Wypadałoby czegoś moim czytaczom życzyć. Od godziny się nad tym zastanawiam, czego też można życzyć klastrowemu człowiekowi, tak żeby to nie było tylko słodkie pierdzenie o niczym? Nie będę życzył żeby klaster odpuścił, bo kurwa nie odpuści. Nie będę życzył zdrowia, no chyba że w kontekście odporności na grypę, bo na to gówno w naszej głowie nie ma zdrowia którego można by życzyć. Mniej bólu? Kpina jakaś, masz klastera = masz kurwa ból.
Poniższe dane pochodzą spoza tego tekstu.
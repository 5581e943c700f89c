//! Kind-specific payload shapes carried after the packet header.

use super::{put_string, take_len, take_string, Kind, ProtocolError};
use bytes::{Buf, BufMut, BytesMut};

/// The decoded position a log line was emitted from.
#[derive(Debug, Clone, PartialEq, Eq)]
pub struct LogInvocation {
    pub line: u32,
    pub column: u32,
    pub source: String,
}

#[derive(Debug, Clone, PartialEq, Eq)]
pub struct LogPayload {
    pub level: u8,
    pub message: String,
    /// Comma-delimited ancestry chain, as received on the wire.
    pub ancestry: String,
    pub invocation: LogInvocation,
}

#[derive(Debug, Clone, PartialEq, Eq)]
pub struct ErrorPayload {
    /// JSON-encoded error or error array, exactly as received.
    pub error: String,
}

/// `Status` sub-kind, carried in the payload's `type` byte.
#[derive(Debug, Clone, Copy, PartialEq, Eq)]
pub enum StatusType {
    TestStart = 1,
    Describe = 2,
    EndSuite = 3,
    StartSuite = 4,
    CompileSuite = 5,
}

impl StatusType {
    fn from_u8(v: u8) -> Result<Self, ProtocolError> {
        Ok(match v {
            1 => Self::TestStart,
            2 => Self::Describe,
            3 => Self::EndSuite,
            4 => Self::StartSuite,
            5 => Self::CompileSuite,
            other => return Err(ProtocolError::UnknownKind(other)),
        })
    }
}

#[derive(Debug, Clone, PartialEq, Eq)]
pub struct StatusPayload {
    pub r#type: StatusType,
    pub todo: bool,
    pub skipped: bool,
    pub duration: u32,
    pub ancestry: String,
    pub description: String,
}

#[derive(Debug, Clone, PartialEq, Eq)]
pub struct EventsPayload {
    pub r#type: u8,
    pub passed: bool,
    pub duration: u32,
    pub ancestry: String,
    pub description: String,
    /// JSON array of errors, or empty string when the event carried none.
    pub errors: String,
}

/// The payload for one decoded/about-to-be-encoded packet.
#[derive(Debug, Clone, PartialEq)]
pub enum Payload {
    Log(LogPayload),
    Error(ErrorPayload),
    Status(StatusPayload),
    Events(EventsPayload),
}

impl Payload {
    pub(crate) fn validate_kind(&self, kind: Kind) -> Result<(), ProtocolError> {
        let matches = matches!(
            (self, kind),
            (Payload::Log(_), Kind::Log)
                | (Payload::Error(_), Kind::Error)
                | (Payload::Status(_), Kind::Status)
                | (Payload::Events(_), Kind::Events)
        );
        if matches {
            Ok(())
        } else {
            Err(ProtocolError::UnknownKind(kind as u8))
        }
    }

    pub(crate) fn encode_into(&self, buf: &mut BytesMut) {
        match self {
            Payload::Log(p) => {
                buf.put_u8(p.level);
                put_string(buf, &p.message);
                put_string(buf, &p.ancestry);
                buf.put_u32_le(p.invocation.line);
                buf.put_u32_le(p.invocation.column);
                put_string(buf, &p.invocation.source);
            }
            Payload::Error(p) => put_string(buf, &p.error),
            Payload::Status(p) => {
                buf.put_u8(p.r#type as u8);
                buf.put_u8(p.todo as u8);
                buf.put_u8(p.skipped as u8);
                buf.put_u32_le(p.duration);
                put_string(buf, &p.ancestry);
                put_string(buf, &p.description);
            }
            Payload::Events(p) => {
                buf.put_u8(p.r#type);
                buf.put_u8(p.passed as u8);
                buf.put_u32_le(p.duration);
                put_string(buf, &p.ancestry);
                put_string(buf, &p.description);
                put_string(buf, &p.errors);
            }
        }
    }

    pub(crate) fn decode(kind: Kind, buf: &mut impl Buf) -> Result<Self, ProtocolError> {
        Ok(match kind {
            Kind::Log => {
                if buf.remaining() < 1 {
                    return Err(ProtocolError::Truncated { needed: 1 });
                }
                let level = buf.get_u8();
                let message = take_string(buf)?;
                let ancestry = take_string(buf)?;
                if buf.remaining() < 8 {
                    return Err(ProtocolError::Truncated { needed: 8 - buf.remaining() });
                }
                let line = buf.get_u32_le();
                let column = buf.get_u32_le();
                let source = take_string(buf)?;
                Payload::Log(LogPayload {
                    level,
                    message,
                    ancestry,
                    invocation: LogInvocation { line, column, source },
                })
            }
            Kind::Error => Payload::Error(ErrorPayload { error: take_string(buf)? }),
            Kind::Status => {
                if buf.remaining() < 3 {
                    return Err(ProtocolError::Truncated { needed: 3 - buf.remaining() });
                }
                let r#type = StatusType::from_u8(buf.get_u8())?;
                let todo = buf.get_u8() != 0;
                let skipped = buf.get_u8() != 0;
                let duration = take_len(buf)?;
                let ancestry = take_string(buf)?;
                let description = take_string(buf)?;
                Payload::Status(StatusPayload { r#type, todo, skipped, duration, ancestry, description })
            }
            Kind::Events => {
                if buf.remaining() < 2 {
                    return Err(ProtocolError::Truncated { needed: 2 - buf.remaining() });
                }
                let r#type = buf.get_u8();
                let passed = buf.get_u8() != 0;
                let duration = take_len(buf)?;
                let ancestry = take_string(buf)?;
                let description = take_string(buf)?;
                let errors = take_string(buf)?;
                Payload::Events(EventsPayload { r#type, passed, duration, ancestry, description, errors })
            }
        })
    }
}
Jedyne co mi przychodzi do głowy to życzyć waszym rodzinom by to wytrzymały. My wiemy że niczego nam życzyć się nie da co mogłoby pomóc w walce z tym demonem, był, jest i będzie :-(.
EDIT – jakieś półtorej godziny po publikacji –
Jednak wiem co życzyć. Z całego serca życzę wam klasterowicze, by nikt nigdy, przekurwanigdy, gdy macie atak, nie zapytał was “a paracetamol brałeś?”! Gdy ów człowiek doda jeszcze “to migrena, mam to samo”, to życzę by Bóg dał wam w tym bólu walki z demonem, na tyle dodatkowej siły, żeby zajebać chujowi z lacia i poprosić aby spierdalał oddalił się na znaczną odległość.
Koniec EDITu
Jest jednakże też nadzieja, taka realna, za bardzo bym się nie podniecał, ale radzę i wam obserwować sytuację. Zespół z którym ściśle pracuje Profesor Peter J Goadsby, opracował nowy lek i metodę jego produkcji, lek na całkowite wyeliminowanie migreny!!! Nazwy nie znam, ale już w tym w roku w UK powinny być wystawiane pierwsze recepty. To piękny news dla migrenowców, dla mojej żony. Dlaczego wspomniałem waśnie Profesora Goadsbyiego? Bo to człowiek przed którym my klasterowicze powinniśmy klękać. Nie dość że przekonał świat że taka choroba jak KBG istnieje i jest koszmarem, to dzięki jego zespołowi mamy tlen i mamy sumatriptan. Na tej planecie, dla nas klastrowych, Goadsby jest drugim po Bogu. Więc jeśli okaże się że pokonano migrenę, to może wreszcie pokonają tego chuja w naszych głowach? Migrena i klaster to różne choroby, przebieg inny, wszystko inne, a jednak sumartriptan dla obu ten sam :-) W tym właśnie moja nadzieja.
Czytacie ten wpis, to najprawdopodobniej macie równolegle dostęp do Google, poszukajcie, ja podaję jednego linka, a trąbią o tym media w całym UK:
Postanowienia noworoczne klasterowe:
Mam całe dwa i będę się ich trzymał. Po pierwsze w marcu powinienem pojechać do Londynu na spotkanie z doktorem Matharu. Kilka razy to już odkładałem, w tym roku muszę muszę muszę. Muszę z dwóch powodów. Pierwszy z nich jest bezpośrednio związany z moim drugim postanowieniem noworocznych, ale o tym za chwilę. Drugim jest potrzeba przedyskutowania wszystkiego jeszcze raz “po latach”. Mam kilka spostrzeżeń na temat mojego osobistego klastera i jego zależności z pewnymi bliznami zdobiącymi moje czoło. Pierwszym powodem rozmowy z dr Matharu, będzie moja prośba o wsparcie w doprowadzeniu do sukcesu mojego drugiego postanowienia noworocznego. Jest nim wywalczenie należnego mi prawa uznania mojej niepełnosprawności. W UK chroniczny klasterowy ból głowy jest na liście kalectw :-) Trzeba tylko komisję przekonać że w twoim konkretnym przypadku to jest faktycznie kalectwo, tak to działa. Społeczność klasterowiczów UK prężnie sobie pomaga, i mamy co raz częściej orzeczenia pozytywne właśnie dla chroników.